El verano llega a su fin, pero el desierto está cerca y los días son abrasadores en Samarcanda.
Durante la mañana hemos visitado el mausoleo de Amir Temir, el hombre que gobernó el mayor Imperio terrestre que jamás haya existido, el mismo a quien los turcos llamaron Timur Leg –el Cojo de Hierro- por su tozudez y crueldad, y al que un embajador castellano del siglo XV, Rui González de Clavijo, llamó Tamerlán, nombre con el que Temir finalmente ha pasado a la Historia.

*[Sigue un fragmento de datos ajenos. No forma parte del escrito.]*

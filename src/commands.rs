//! Subcommand orchestration: fetch, filter, report.

use crate::aws::{self, AwsCliOptions};
use crate::cli::{AuditArgs, CommonArgs, ListArgs, PlCommand, SearchArgs};
use crate::error::PlError;
use crate::models::PrefixList;
use crate::output;
use crate::processing::{
    collect_matches, filter_large_cidr_entries, filter_owned_prefix_lists,
    filter_prefix_lists_by_name, search_entries_by_field, sorted_listing, Report,
};

/// CSV header for detail reports.
const DETAIL_HEADER: [&str; 4] = ["PLID", "PLName", "Cidr", "Description"];

/// CSV header for listing reports.
const LISTING_HEADER: [&str; 2] = ["PLID", "PLName"];

/// Run the requested subcommand.
pub fn run(command: &PlCommand) -> Result<(), PlError> {
    match command {
        PlCommand::Search(args) => run_search(args),
        PlCommand::Audit(args) => run_audit(args),
        PlCommand::List(args) => run_list(args),
    }
}

/// Resolve the account id, fetch all prefix lists and narrow them to the
/// customer-managed ones passing the name filters.
fn scoped_prefix_lists(
    common: &CommonArgs,
    opts: &AwsCliOptions,
) -> Result<Vec<PrefixList>, PlError> {
    let account_id = aws::get_caller_account_id(opts).map_err(PlError::AccountId)?;
    let prefix_lists =
        aws::describe_managed_prefix_lists(opts).map_err(PlError::DescribePrefixLists)?;
    let prefix_lists = filter_owned_prefix_lists(prefix_lists, Some(&account_id));
    let prefix_lists = filter_prefix_lists_by_name(
        prefix_lists,
        common.plfilter.as_deref(),
        common.plexclude.as_deref(),
    );
    if prefix_lists.is_empty() {
        return Err(PlError::NoPrefixLists);
    }
    log::info!(
        "Found {} prefix list(s) matching criteria.",
        prefix_lists.len()
    );
    Ok(prefix_lists)
}

fn run_search(args: &SearchArgs) -> Result<(), PlError> {
    let opts = args.common.aws_options();
    let prefix_lists = scoped_prefix_lists(&args.common, &opts)?;

    let (term, field) = args.term.criteria();
    let report = collect_matches(
        &prefix_lists,
        |pl| aws::get_prefix_list_entries(&opts, &pl.id),
        |entries| search_entries_by_field(entries, term, field),
    );

    output::print_detail_report("FINAL REPORT", &report);
    export_detail_csv(&args.common, "search_report", &report);
    Ok(())
}

fn run_audit(args: &AuditArgs) -> Result<(), PlError> {
    let opts = args.common.aws_options();
    let prefix_lists = scoped_prefix_lists(&args.common, &opts)?;

    let report = collect_matches(
        &prefix_lists,
        |pl| aws::get_prefix_list_entries(&opts, &pl.id),
        |entries| filter_large_cidr_entries(entries, args.maxcidr),
    );

    let title = format!("FINAL REPORT: IP blocks larger than /{}", args.maxcidr);
    output::print_detail_report(&title, &report);
    export_detail_csv(&args.common, "audit_report", &report);
    Ok(())
}

fn run_list(args: &ListArgs) -> Result<(), PlError> {
    let opts = args.common.aws_options();
    let prefix_lists = scoped_prefix_lists(&args.common, &opts)?;

    let listing = sorted_listing(&prefix_lists);
    output::print_listing_report("FINAL REPORT: customer-managed prefix lists", &listing);

    if let Some(filename) = args.common.csv_mode().resolve_filename("list_report") {
        let rows: Vec<Vec<String>> = listing
            .into_iter()
            .map(|(pl_id, pl_name)| vec![pl_id, pl_name])
            .collect();
        if let Err(e) = output::write_csv_report(&filename, &LISTING_HEADER, &rows) {
            log::error!("Failed to write CSV report: {e}");
        }
    }
    Ok(())
}

/// Export the detail report when `--csv` was given.
///
/// A write failure is logged but never fails the run; the console report
/// already went out.
fn export_detail_csv(common: &CommonArgs, prefix: &str, report: &Report) {
    if let Some(filename) = common.csv_mode().resolve_filename(prefix) {
        let rows: Vec<Vec<String>> = report
            .rows()
            .into_iter()
            .map(|row| vec![row.pl_id, row.pl_name, row.cidr, row.description])
            .collect();
        if let Err(e) = output::write_csv_report(&filename, &DETAIL_HEADER, &rows) {
            log::error!("Failed to write CSV report: {e}");
        }
    }
}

Aparentemente esa maravilla arquitectónica de interiores miniados en oro y azul nunca contuvo los restos de Tamerlán y su familia. Las zonas del suntuoso mausoleo que visitan los turistas no guardaron nunca nada; los lujosos sarcófagos están vacíos.
Al ver nuestra decepción, el vigilante se acerca y nos susurra que, previo el pago de un dólar por cabeza, se compromete a enseñarnos el verdadero
sepulcro de Tamerlán y de sus hijos, si regresamos cuando sea noche cerrada.
Dicho y hecho. Unas horas más tarde, conducidos por el vigilante bajamos por una tortuosa escalera, casi un túnel, hasta desembocar en una cripta, en realidad una cueva excavada bajo el mausoleo. Allí, bajo la luz vacilante de una única bombilla, descubrimos los sarcófagos de piedra tosca donde reposan eternamente Tamerlán y sus descendientes, a resguardo de saqueadores y venganzas.
Nadie habla. El silencio es denso como el aire sofocante de la cueva. Quien más quien menos piensa en esas cosas en que todos pensamos alguna vez cuando el estoicismo invita a mirar de frente las postrimerías.
El poder y la gloria finalmente es esto, apenas unos sarcófagos de piedra basta.